Data supplied:

//! Tracing setup: JSON logs filtered by `RUST_LOG`, plus OTLP trace export
//! when `OTEL_EXPORTER_OTLP_ENDPOINT` is set.

use opentelemetry::KeyValue;
use opentelemetry::trace::TracerProvider as _;
use opentelemetry_otlp::WithExportConfig;
use opentelemetry_sdk::Resource;
use opentelemetry_sdk::trace::SdkTracerProvider;
use tracing_subscriber::EnvFilter;
use tracing_subscriber::layer::SubscriberExt;
use tracing_subscriber::util::SubscriberInitExt;

use crate::error::AppError;

/// Service name reported in logs and traces.
pub const SERVICE_NAME: &str = "rsvp-api";

fn build_tracer_provider(endpoint: &str) -> Result<SdkTracerProvider, AppError> {
    let exporter = opentelemetry_otlp::SpanExporter::builder()
        .with_tonic()
        .with_endpoint(endpoint)
        .build()
        .map_err(|e| AppError::Telemetry(e.to_string()))?;
    let resource = Resource::builder_empty()
        .with_attributes([
            KeyValue::new("service.name", SERVICE_NAME),
            KeyValue::new("service.version", env!("CARGO_PKG_VERSION")),
        ])
        .build();
    Ok(SdkTracerProvider::builder()
        .with_batch_exporter(exporter)
        .with_resource(resource)
        .build())
}

/// Installs the global subscriber. The returned provider, if any, must be
/// shut down before exit to flush pending spans.
///
/// # Errors
///
/// Returns `AppError::Telemetry` if the exporter cannot be built or a global
/// subscriber is already installed.
pub fn init_tracing() -> Result<Option<SdkTracerProvider>, AppError> {
    let filter = EnvFilter::try_from_default_env().unwrap_or_else(|_| EnvFilter::new("info"));
    let fmt_layer = tracing_subscriber::fmt::layer().json();
    let registry = tracing_subscriber::registry().with(filter).with(fmt_layer);

    let endpoint = std::env::var("OTEL_EXPORTER_OTLP_ENDPOINT")
        .ok()
        .filter(|v| !v.trim().is_empty());
    match endpoint {
        Some(endpoint) => {
            let provider = build_tracer_provider(&endpoint)?;
            let otel_layer =
                tracing_opentelemetry::layer().with_tracer(provider.tracer(SERVICE_NAME));
            registry
                .with(otel_layer)
                .try_init()
                .map_err(|e| AppError::Telemetry(e.to_string()))?;
            opentelemetry::global::set_tracer_provider(provider.clone());
            Ok(Some(provider))
        }
        None => {
            registry
                .try_init()
                .map_err(|e| AppError::Telemetry(e.to_string()))?;
            Ok(None)
        }
    }
}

Problem: The data above should be returned in full, exactly as written.

Task result:
//! Tracing setup: JSON logs filtered by `RUST_LOG`, plus OTLP trace export
//! when `OTEL_EXPORTER_OTLP_ENDPOINT` is set.

use opentelemetry::KeyValue;
use opentelemetry::trace::TracerProvider as _;
use opentelemetry_otlp::WithExportConfig;
use opentelemetry_sdk::Resource;
use opentelemetry_sdk::trace::SdkTracerProvider;
use tracing_subscriber::EnvFilter;
use tracing_subscriber::layer::SubscriberExt;
use tracing_subscriber::util::SubscriberInitExt;

use crate::error::AppError;

/// Service name reported in logs and traces.
pub const SERVICE_NAME: &str = "rsvp-api";

fn build_tracer_provider(endpoint: &str) -> Result<SdkTracerProvider, AppError> {
    let exporter = opentelemetry_otlp::SpanExporter::builder()
        .with_tonic()
        .with_endpoint(endpoint)
        .build()
        .map_err(|e| AppError::Telemetry(e.to_string()))?;
    let resource = Resource::builder_empty()
        .with_attributes([
            KeyValue::new("service.name", SERVICE_NAME),
            KeyValue::new("service.version", env!("CARGO_PKG_VERSION")),
        ])
        .build();
    Ok(SdkTracerProvider::builder()
        .with_batch_exporter(exporter)
        .with_resource(resource)
        .build())
}

/// Installs the global subscriber. The returned provider, if any, must be
/// shut down before exit to flush pending spans.
///
/// # Errors
///
/// Returns `AppError::Telemetry` if the exporter cannot be built or a global
/// subscriber is already installed.
pub fn init_tracing() -> Result<Option<SdkTracerProvider>, AppError> {
    let filter = EnvFilter::try_from_default_env().unwrap_or_else(|_| EnvFilter::new("info"));
    let fmt_layer = tracing_subscriber::fmt::layer().json();
    let registry = tracing_subscriber::registry().with(filter).with(fmt_layer);

    let endpoint = std::env::var("OTEL_EXPORTER_OTLP_ENDPOINT")
        .ok()
        .filter(|v| !v.trim().is_empty());
    match endpoint {
        Some(endpoint) => {
            let provider = build_tracer_provider(&endpoint)?;
            let otel_layer =
                tracing_opentelemetry::layer().with_tracer(provider.tracer(SERVICE_NAME));
            registry
                .with(otel_layer)
                .try_init()
                .map_err(|e| AppError::Telemetry(e.to_string()))?;
            opentelemetry::global::set_tracer_provider(provider.clone());
            Ok(Some(provider))
        }
        None => {
            registry
                .try_init()
                .map_err(|e| AppError::Telemetry(e.to_string()))?;
            Ok(None)
        }
    }
}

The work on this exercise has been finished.